Keywords

1 Introduction

In computer-administrated tests using item banks, students with different abilities answer different item sets varying in difficulty, discrimination and number of items. When test takers receive a diploma or certificate, such a set of items can be referred to as an exam, through which students demonstrate their mastery of a topic by achieving a certain minimal level. This minimal performance level is reflected in a cut-score which reflects a performance standard for the exam and must be fair: cut-scores set on different exam forms should lead to identical decisions for examinees with the same ability. In other words, the probability to pass a test must be related to the ability of the test taker, not the exam the student has responded to.

Numerous methods are available for setting a performance standard on an exam (for an overview, see Hambleton and Pitoniak 2006) and numerous statistical models are available for test equating (Kolen and Brennan 2004; von Davier 2011). Test equating is a process in which the main goal is to establish, with as near accuracy as possible, a valid equivalence between raw scores on multiple forms of a test. For example, to compare examinees’ scores on multiple versions or forms (Holland and Rubin 1982). This ensures that test scores from multiple forms can be used interchangeably. However, as the test equating process is a statistical approach, it provides more precise results in larger samples (Kolen and Brennan 2004, p. 307–309). The models and methods that are advised for small samples have been shown to include large equating error and bias (Kim and Livingston 2010). One method that outperformed the advised ones, in the context of small sample testing, was circle-arc equating (Dwyer 2016; Kim and Livingston 2011; LaFlair et al. 2015; Livingston and Kim 2009), an equating method based on classical test theory. This means that circle-arc equating may be preferred for the transfer of performance standards to new forms in cases where there are limited number of examinees.
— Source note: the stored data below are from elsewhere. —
//! Authentication extractors for the helpdesk API.
//!
//! - [`SessionUser`]: any signed-in caller
//! - [`RequireAdmin`]: signed-in caller with the `admin` role
//!
//! # Usage
//!
//! ```rust,ignore
//! async fn list_users(
//!     RequireAdmin(session): RequireAdmin,
//!     State(state): State<AppState>,
//! ) -> Result<Json<Vec<User>>, AppError> {
//!     Ok(Json(state.store.list_users(&session).await?))
//! }
//! ```

use crate::server::state::AppState;
use axum::{async_trait, extract::FromRequestParts, http::request::Parts};
use helpdesk_core::Session;
use helpdesk_web::{AppError, BearerToken};

/// Authenticated caller.
///
/// Resolves the bearer token through the identity provider. Missing,
/// malformed or rejected tokens answer 401.
#[derive(Debug, Clone)]
pub struct SessionUser(pub Session);

#[async_trait]
impl FromRequestParts<AppState> for SessionUser {
    type Rejection = AppError;

    async fn from_request_parts(
        parts: &mut Parts,
        state: &AppState,
    ) -> Result<Self, Self::Rejection> {
        let BearerToken(token) = BearerToken::from_request_parts(parts, state).await?;
        let session = state.identity.resolve(&token).await?;
        Ok(Self(session))
    }
}

/// Authenticated caller with the `admin` role.
///
/// Answers 403 for signed-in non-admins.
#[derive(Debug, Clone)]
pub struct RequireAdmin(pub Session);

#[async_trait]
impl FromRequestParts<AppState> for RequireAdmin {
    type Rejection = AppError;

    async fn from_request_parts(
        parts: &mut Parts,
        state: &AppState,
    ) -> Result<Self, Self::Rejection> {
        let SessionUser(session) = SessionUser::from_request_parts(parts, state).await?;
        if !session.is_admin() {
            tracing::warn!(user_id = %session.user_id(), "Admin route refused");
            return Err(AppError::forbidden("Admin role required"));
        }
        Ok(Self(session))
    }
}
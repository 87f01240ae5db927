//! # Helpdesk Web
//!
//! Axum plumbing shared by the helpdesk HTTP facade.
//!
//! Handlers stay thin: extract the caller, call the ticket store, map the
//! result. This crate supplies the pieces every handler needs:
//!
//! - [`AppError`]: JSON error responses mapped from store and validation errors
//! - [`BearerToken`] and [`CorrelationId`] extractors
//! - [`correlation_id_layer`]: correlation IDs on spans and responses
//! - [`handlers::liveness`]: the `/health` body
//!
//! # Example
//!
//! ```ignore
//! use helpdesk_web::{AppError, BearerToken, correlation_id_layer};
//! use axum::{Router, routing::get, Json};
//!
//! async fn me(token: BearerToken) -> Result<Json<Principal>, AppError> {
//!     let session = identity.resolve(&token.0).await?;
//!     Ok(Json(session.principal))
//! }
//!
//! let app = Router::new()
//!     .route("/api/me", get(me))
//!     .layer(correlation_id_layer());
//! ```

#![allow(clippy::module_name_repetitions)]

pub mod error;
pub mod extractors;
pub mod handlers;
pub mod middleware;

// Re-export key types for convenience
pub use error::AppError;
pub use extractors::{BearerToken, CorrelationId};
pub use middleware::{CORRELATION_ID_HEADER, correlation_id_layer};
Dwyer (2016) studied this problem by comparing the estimation precision of the cut-score when content experts set the standard using the Angoff standard-setting approach, to when the cut-score was reset with circle-arc equating. The content experts’ estimates were also rescaled by correcting them based on estimates of anchor items. The results showed that circle-arc equating did indeed outperform resetting and rescaling the cut-score in maintaining an equivalent performance standard across exam forms. However, this study had observed score equating as its subject, which introduces equating errors when examinees’ ability distributions differ (Lord and Wingersky 1988). When the examinees’ abilities differ across forms, item response theory (IRT) is advised.

Item response theory models the probability of a respondent correctly answering an item (Hambleton et al. 1991). A correct score on an item is dependent on the ability of the respondent and on the characteristics of the item. Respondents’ ability cannot be observed directly, so it is included in the model as a latent variable (θ). The characteristics of the item can be its difficulty parameter (β), discrimination parameter (α) and guessing parameter (γ). The primary goal of item response models is to estimate this latent variable for each person as precisely as possible. Limited research is available on the minimum sample size required for IRT equating to maintain equivalent performance standards across test forms. Using IRT equating is even discouraged with small samples (Kolen and Brennan 2004, p. 303).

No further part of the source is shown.